Note that ploop images are files that are used as block
devices containing a filesystem. That ploop block device and filesystem
access is going through cache as usual, so if we'd do the same for ploop
image itself, it would result in double caching and waste of RAM. Therefore,
we do direct I/O on lower level (when working with ploop images), and allow
usual Linux cache to be used on the upper level (when container is accessing
files inside the ploop, which is the most common operation).
So, ploop image itself is not (usually) cached in memory, and other tricks
like read-ahead are also not used by the kernel, and reading each block from
the image takes time as it is read directly from disk. In our test lab
(OpenVZ running inside KVM with a networked disk) it takes about 10
milliseconds to read each 1 MB block. Then, sending each block to the
destination system over network also takes time, it's about 15 milliseconds
in our setup. So, it takes 25 milliseconds to read and send a block of data,
if we do it one after another. Oh wait, this is exactly how we do it!
Solution -- let's do reading and sending at the same time! In other words,
while sending the first block of data we can already read the second one,
and so on, bringing the time required to transfer one block down to
MAX(Tread, Tsend) instead of Tread + Tsend.
Implementation uses POSIX threads. Main ploop send process spawns a separate
sending thread and two buffers -- one for reading and one for sending, then
they change place. This works surprisingly well for something that uses
threads, maybe because it is as simple as it could ever be (one thread, one
mutex, one conditional).

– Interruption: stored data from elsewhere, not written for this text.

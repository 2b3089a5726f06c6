//! Boxplots, one vertical box per column on a shared value axis

use imsight_stats::{nonzero_span, IqrFences, SortedSample, DEFAULT_FENCE_MULTIPLIER};
use kuva::prelude::{render_to_svg, BoxPlot, Layout, Plot, ScatterPlot};

use crate::colormap::viridis;
use crate::error::PlotResult;
use crate::export::{ExportConfig, PlotView};

/// Headroom above and below the data, as a share of the value span
const AXIS_MARGIN: f64 = 0.05;

const OUTLIER_COLOR: &str = "#B40426";

/// Draw one box per column with outliers marked as points
///
/// Whiskers follow the Tukey rule: they reach the most extreme values
/// within 1.5 IQR of the quartiles. Every value beyond them is drawn as
/// an outlier point. Missing values are skipped; a column without values
/// keeps its slot on the category axis.
pub fn boxplot_chart(columns: &[(String, Vec<f64>)], config: &ExportConfig) -> PlotResult<String> {
    config.validate()?;

    let mut boxes = BoxPlot::new().with_color(viridis().sample(0.6).to_hex());
    let mut outliers: Vec<(f64, f64)> = Vec::new();
    let (mut lo, mut hi) = (f64::INFINITY, f64::NEG_INFINITY);

    for (i, (name, values)) in columns.iter().enumerate() {
        let sample = SortedSample::from_data(values);
        if let Some(summary) = sample.five_number_summary() {
            lo = lo.min(summary.min);
            hi = hi.max(summary.max);
            let fences =
                IqrFences::from_quartiles(summary.q1, summary.q3, DEFAULT_FENCE_MULTIPLIER);
            outliers.extend(
                sample
                    .values()
                    .iter()
                    .filter(|&&x| fences.is_outside(x))
                    .map(|&x| ((i + 1) as f64, x)),
            );
        }
        boxes = boxes.with_group(name.as_str(), sample.values().to_vec());
    }

    let mut plots: Vec<Plot> = vec![boxes.into()];
    if !outliers.is_empty() {
        plots.push(
            ScatterPlot::new()
                .with_data(outliers)
                .with_color(OUTLIER_COLOR)
                .with_size(3.0)
                .into(),
        );
    }

    let x_range = (0.5, columns.len() as f64 + 0.5);
    let y_range = value_axis(lo, hi);
    let layout = Layout::new(x_range, y_range)
        .with_x_axis_min(x_range.0)
        .with_x_axis_max(x_range.1)
        .with_y_axis_min(y_range.0)
        .with_y_axis_max(y_range.1)
        .with_x_categories(columns.iter().map(|(name, _)| name.clone()).collect())
        .with_x_tick_rotate(-45.0)
        .with_title(PlotView::Boxplots.title())
        .with_width(config.width as f64)
        .with_height(config.height as f64);

    Ok(render_to_svg(plots, layout))
}

/// Value axis covering `[lo, hi]` with a margin; (0, 1) when there is no data
fn value_axis(lo: f64, hi: f64) -> (f64, f64) {
    if !(lo.is_finite() && hi.is_finite()) {
        return (0.0, 1.0);
    }
    let (lo, hi) = nonzero_span(lo, hi);
    let margin = (hi - lo) * AXIS_MARGIN;
    (lo - margin, hi + margin)
}

#[cfg(test)]
mod tests {
    use super::*;

    #[test]
    fn test_value_axis() {
        assert_eq!(value_axis(f64::INFINITY, f64::NEG_INFINITY), (0.0, 1.0));
        let (lo, hi) = value_axis(0.0, 10.0);
        assert!((lo + 0.5).abs() < 1e-12);
        assert!((hi - 10.5).abs() < 1e-12);

        let (lo, hi) = value_axis(1e17, 1e17);
        assert!(lo < 1e17 && hi > 1e17);
    }

    #[test]
    fn test_outliers_drawn_as_points() {
        let columns = vec![
            ("absences".to_string(), vec![1.0, 2.0, 3.0, 4.0, 100.0]),
            ("age".to_string(), vec![15.0, 16.0, 17.0, f64::NAN]),
        ];
        let svg = boxplot_chart(&columns, &ExportConfig::new(800, 600)).unwrap();

        assert!(svg.contains("Boxplots (Outlier Check)"));
        assert!(svg.contains(">absences<"));
        assert!(svg.contains(">age<"));
        assert_eq!(svg.matches("<circle ").count(), 1);
    }

    #[test]
    fn test_empty_column_keeps_its_slot() {
        let columns = vec![
            ("x".to_string(), vec![1.0, 2.0, 3.0]),
            ("gone".to_string(), vec![f64::NAN]),
        ];
        let svg = boxplot_chart(&columns, &ExportConfig::default()).unwrap();
        assert!(svg.contains(">gone<"));
        assert_eq!(svg.matches("<circle ").count(), 0);
    }

    #[test]
    fn test_large_constant_column_has_finite_geometry() {
        let columns = vec![("x".to_string(), vec![1e17; 3])];
        let svg = boxplot_chart(&columns, &ExportConfig::default()).unwrap();

        assert!(svg.contains(">x<"));
        assert!(!svg.contains("NaN"));
    }

    #[test]
    fn test_invalid_dimensions() {
        let columns = vec![("x".to_string(), vec![1.0])];
        assert!(boxplot_chart(&columns, &ExportConfig::new(0, 0)).is_err());
    }
}
//! Annotated correlation heatmap

use std::sync::Arc;

use imsight_stats::CorrelationMatrix;
use kuva::prelude::{render_to_svg, ColorMap, Heatmap, Layout, Plot};

use crate::colormap::{Color, Colormap};
use crate::error::PlotResult;
use crate::export::{ExportConfig, PlotView};

/// Fill used for undefined coefficients
const NAN_COLOR: Color = Color {
    r: 0.92,
    g: 0.92,
    b: 0.92,
};

/// Draw the correlation matrix as a grid of colored, annotated cells
///
/// Coefficients map onto `colormap` over the fixed range [-1, 1], so the
/// same coefficient gets the same color in every report. Undefined
/// coefficients are drawn grey. The first column sits in the top row.
pub fn correlation_heatmap(
    matrix: &CorrelationMatrix,
    colormap: &Colormap,
    config: &ExportConfig,
) -> PlotResult<String> {
    config.validate()?;

    let k = matrix.size();
    let mut plots: Vec<Plot> = Vec::new();
    if k > 0 {
        let rows: Vec<Vec<f64>> = matrix.rows().rev().map(|r| r.to_vec()).collect();
        plots.push(
            Heatmap::new()
                .with_data(rows.clone())
                .with_color_map(fixed_scale(colormap, &rows))
                .with_values()
                .into(),
        );
    }

    let extent = (0.5, k.max(1) as f64 + 0.5);
    let mut layout = Layout::new(extent, extent)
        .with_title(PlotView::CorrelationHeatmap.title())
        .with_width(config.width as f64)
        .with_height(config.height as f64);
    if k > 0 {
        let names = matrix.columns().to_vec();
        layout = layout
            .with_y_categories(names.iter().rev().cloned().collect())
            .with_x_categories(names)
            .with_x_tick_rotate(-45.0);
    }

    Ok(render_to_svg(plots, layout))
}

/// Color cells by their coefficient on [-1, 1]
///
/// The heatmap hands the color map values normalized over the data range;
/// this undoes that normalization before looking the coefficient up.
fn fixed_scale(colormap: &Colormap, rows: &[Vec<f64>]) -> ColorMap {
    let (min, max) = rows
        .iter()
        .flatten()
        .filter(|v| !v.is_nan())
        .fold((f64::INFINITY, f64::NEG_INFINITY), |(lo, hi), &v| {
            (lo.min(v), hi.max(v))
        });
    let colormap = colormap.clone();

    ColorMap::Custom(Arc::new(move |t: f64| {
        let value = min + t * (max - min + f64::EPSILON);
        if value.is_nan() {
            NAN_COLOR.to_hex()
        } else {
            colormap.map_value(value, -1.0, 1.0).to_hex()
        }
    }))
}
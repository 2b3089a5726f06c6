//! imsight-stats - Descriptive statistics for exploratory analysis
//!
//! This crate provides the column-wise statistics behind an EDA report:
//!
//! - **Quantiles**: linear interpolation between order statistics
//! - **Summary**: count, mean, sample std, five-number summary, skewness, kurtosis
//! - **Outliers**: IQR fences and skew flags
//! - **Correlation**: pairwise-complete Pearson matrix
//! - **Histogram**: equal-width binning for plotting
//!
//! # Conventions
//!
//! Statistics with more than one textbook definition are pinned:
//! sample standard deviation (n - 1), adjusted Fisher-Pearson skewness
//! (G1), and population excess kurtosis (m4 / m2² - 3). Undefined values
//! are NaN, never errors.
//!
//! With the `parallel` feature, table-level passes run per column on rayon.

pub mod correlation;
pub mod error;
pub mod histogram;
pub mod outliers;
pub mod quantile;
pub mod summary;

pub use correlation::*;
pub use error::*;
pub use histogram::*;
pub use outliers::*;
pub use quantile::*;
pub use summary::*;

If you happen to know something about pthreads
programming, please review the appropriate
commit 55e26e9606.
The new async send is used by default, you just need to have a newer ploop
(1.12, not yet released). Clone and compile ploop from git if you are curious.
As for how much time we save using this, it happen to be 15 microseconds
instead of 25 per block of data, or 40% faster! Now, the real savings depend
on the number of blocks needs to be migrated after container is frozen,
it can be 5 or 100, so overall savings can be from 0.05 to 1 second.
ploop copy with feedback
The previous post on live migration improvements
described an optimization of doing fdatasync() on the receiving
ploop side before suspending the container on the sending side. It also noted
that implementation is sub-par:
The other problem is that sending side should wait for fsync to finish,
in order to proceed with CT suspend. Unfortunately, there is no way to solve
this one with a one-way pipe, so the sending side just waits for a few
seconds. Ugly as it is, this is the best way possible (let us know if
you can think of something better).
So, the problem is trivial -- there's a need for a bi-directional
channel between ploop copy sender and receiver, so the receiver can say
"All right, I have synced the freaking delta back to sender". In addition,
we want to do it in a simple way, not much more complicated as it is now.

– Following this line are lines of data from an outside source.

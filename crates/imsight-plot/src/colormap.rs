//! Colors and colormaps
//!
//! Figures use two palettes: viridis for per-column fills and a diverging
//! map (coolwarm by default) for correlation coefficients. A colormap is a
//! list of evenly spaced anchor colors blended linearly in between.

use serde::{Deserialize, Serialize};

/// RGB color, channels in [0, 1]
#[derive(Clone, Copy, Debug, PartialEq, Serialize, Deserialize)]
pub struct Color {
    pub r: f32,
    pub g: f32,
    pub b: f32,
}

impl Color {
    pub const fn rgb(r: f32, g: f32, b: f32) -> Self {
        Self { r, g, b }
    }

    /// Format as `#RRGGBB`
    pub fn to_hex(&self) -> String {
        let byte = |c: f32| (c.clamp(0.0, 1.0) * 255.0).round() as u8;
        format!("#{:02X}{:02X}{:02X}", byte(self.r), byte(self.g), byte(self.b))
    }

    /// Blend towards `other`; `t = 0` is `self`, `t = 1` is `other`
    pub fn mix(&self, other: &Color, t: f32) -> Color {
        let t = t.clamp(0.0, 1.0);
        let blend = |a: f32, b: f32| a * (1.0 - t) + b * t;
        Color::rgb(
            blend(self.r, other.r),
            blend(self.g, other.g),
            blend(self.b, other.b),
        )
    }
}

impl Default for Color {
    fn default() -> Self {
        Self::rgb(0.5, 0.5, 0.5)
    }
}

/// Names accepted by `get_colormap` (each also with a `_r` suffix)
pub const BUILTIN_COLORMAPS: [&str; 3] = ["viridis", "coolwarm", "seismic"];

/// Evenly spaced anchor colors, optionally read back to front
#[derive(Clone, Debug, PartialEq)]
pub struct Colormap {
    pub name: String,
    anchors: Vec<Color>,
    reversed: bool,
}

impl Colormap {
    pub fn new(name: impl Into<String>, anchors: Vec<Color>) -> Self {
        Self {
            name: name.into(),
            anchors,
            reversed: false,
        }
    }

    /// The same colormap read from the other end
    pub fn reversed(mut self) -> Self {
        self.reversed = !self.reversed;
        self
    }

    /// Color at position `t`, clamped to [0, 1]
    pub fn sample(&self, t: f32) -> Color {
        let mut t = t.clamp(0.0, 1.0);
        if self.reversed {
            t = 1.0 - t;
        }

        match self.anchors.len() {
            0 => Color::default(),
            1 => self.anchors[0],
            n => {
                let pos = t * (n - 1) as f32;
                let lo = (pos.floor() as usize).min(n - 2);
                self.anchors[lo].mix(&self.anchors[lo + 1], pos - lo as f32)
            }
        }
    }

    /// Color for `value` on the scale `[min, max]`; values outside are clipped
    pub fn map_value(&self, value: f64, min: f64, max: f64) -> Color {
        if max > min {
            self.sample(((value - min) / (max - min)) as f32)
        } else {
            self.sample(0.5)
        }
    }
}

/// Perceptually uniform sequential map
pub fn viridis() -> Colormap {
    Colormap::new(
        "viridis",
        vec![
            Color::rgb(0.267, 0.005, 0.329),
            Color::rgb(0.282, 0.141, 0.458),
            Color::rgb(0.254, 0.265, 0.530),
            Color::rgb(0.207, 0.372, 0.553),
            Color::rgb(0.164, 0.471, 0.558),
            Color::rgb(0.128, 0.567, 0.551),
            Color::rgb(0.135, 0.659, 0.518),
            Color::rgb(0.267, 0.749, 0.441),
            Color::rgb(0.478, 0.821, 0.318),
            Color::rgb(0.741, 0.873, 0.150),
            Color::rgb(0.993, 0.906, 0.144),
        ],
    )
}

/// Blue to red through light grey
pub fn coolwarm() -> Colormap {
    Colormap::new(
        "coolwarm",
        vec![
            Color::rgb(0.230, 0.299, 0.754),
            Color::rgb(0.552, 0.691, 0.996),
            Color::rgb(0.865, 0.865, 0.865),
            Color::rgb(0.957, 0.647, 0.510),
            Color::rgb(0.706, 0.016, 0.150),
        ],
    )
}

/// Dark blue to dark red through white
pub fn seismic() -> Colormap {
    Colormap::new(
        "seismic",
        vec![
            Color::rgb(0.0, 0.0, 0.3),
            Color::rgb(0.0, 0.0, 1.0),
            Color::rgb(1.0, 1.0, 1.0),
            Color::rgb(1.0, 0.0, 0.0),
            Color::rgb(0.5, 0.0, 0.0),
        ],
    )
}

/// Look up a built-in colormap, case-insensitively; `_r` reverses it
pub fn get_colormap(name: &str) -> Option<Colormap> {
    let lower = name.to_ascii_lowercase();
    if let Some(base) = lower.strip_suffix("_r") {
        return get_colormap(base).map(Colormap::reversed);
    }
    match lower.as_str() {
        "viridis" => Some(viridis()),
        "coolwarm" => Some(coolwarm()),
        "seismic" => Some(seismic()),
        _ => None,
    }
}

#[cfg(test)]
mod tests {
    use super::*;

    #[test]
    fn test_to_hex() {
        assert_eq!(Color::rgb(1.0, 128.0 / 255.0, 0.0).to_hex(), "#FF8000");
        assert_eq!(Color::rgb(0.0, 2.0, -1.0).to_hex(), "#00FF00");
    }

    #[test]
    fn test_mix_midpoint() {
        let black = Color::rgb(0.0, 0.0, 0.0);
        let white = Color::rgb(1.0, 1.0, 1.0);
        assert_eq!(black.mix(&white, 0.5), Color::rgb(0.5, 0.5, 0.5));
        assert_eq!(black.mix(&white, 2.0), white);
    }

    #[test]
    fn test_sample_hits_anchors() {
        let cmap = coolwarm();
        assert_eq!(cmap.sample(0.0), Color::rgb(0.230, 0.299, 0.754));
        assert_eq!(cmap.sample(0.5), Color::rgb(0.865, 0.865, 0.865));
        assert_eq!(cmap.sample(1.0), Color::rgb(0.706, 0.016, 0.150));
    }

    #[test]
    fn test_map_value_clips() {
        let cmap = coolwarm();
        let cold = cmap.map_value(-1.0, -1.0, 1.0);
        let warm = cmap.map_value(1.0, -1.0, 1.0);

        assert!(cold.b > cold.r);
        assert!(warm.r > warm.b);
        assert_eq!(cmap.map_value(5.0, -1.0, 1.0), warm);
        assert_eq!(cmap.map_value(-7.0, -1.0, 1.0), cold);
        assert_eq!(cmap.map_value(3.0, 2.0, 2.0), cmap.sample(0.5));
    }

    #[test]
    fn test_reversed_swaps_ends() {
        assert_eq!(viridis().sample(0.0), viridis().reversed().sample(1.0));
        assert_eq!(viridis().reversed().reversed(), viridis());
    }

    #[test]
    fn test_degenerate_maps() {
        assert_eq!(Colormap::new("none", vec![]).sample(0.3), Color::default());
        let single = Colormap::new("one", vec![Color::rgb(0.1, 0.2, 0.3)]);
        assert_eq!(single.sample(0.9), Color::rgb(0.1, 0.2, 0.3));
    }

    #[test]
    fn test_lookup() {
        for name in BUILTIN_COLORMAPS {
            assert!(get_colormap(name).is_some());
        }
        let rev = get_colormap("CoolWarm_r").unwrap();
        assert_eq!(rev.sample(0.0), coolwarm().sample(1.0));
        assert!(get_colormap("jet").is_none());
    }
}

After some playing around with different approaches, it seemed
that OpenSSH
port forwarding, combined with tools like netcat, socat, or bash
/dev/tcp feature, can do the trick of establishing a two-way pipe
between ploop copy sides.
The netcat (or nc) is available in various varieties, which might or might
not be available and/or compatible. socat is a bit better, but one problem
with it is it ignores its child exit code, so there is no (simple) way
to figure out an error. A problem with /dev/tcp feature is it is
bash-specific, but bash itself might not be universally available
(Debian and Ubunty users are well aware of that fact).
So, all this was replaced with a tiny home-grown vznnc ("nano-netcat) tool.
It is indeed nano, as there is only
only 200
lines of code in it. It can either listen or connect to a specified
port at localhost (note that ssh is doing real networking for us), and
run a program with its stdin/stdout (or a specified file descriptor)
already connected to that TCP socket. Again, similar to netcat, but
small, to the point, and hopefully bug-free.
Finally, with this in place, we can make sending side of ploop copy to
wait for feedback from the receiving side, so it can suspend the container
as soon as remote side finished syncing. This makes the whole migration
a bit faster (by eliminating the previously hard-coded 5 seconds
wait-for-sync delay), but it also helps to slash the frozen time
as we suspend the container as soon as we should, so it won't be given
any extra time to write some more data we'll be needing to copy while
it's frozen.
It's hard to measure the practical impact of the feature, but in our
tests it saves about 3.5 seconds of total migration time, and from 0
to a few seconds of frozen time, depending on container's disk I/O
activity.
For the feature to work, you need the latest versions of vzctl (4.8)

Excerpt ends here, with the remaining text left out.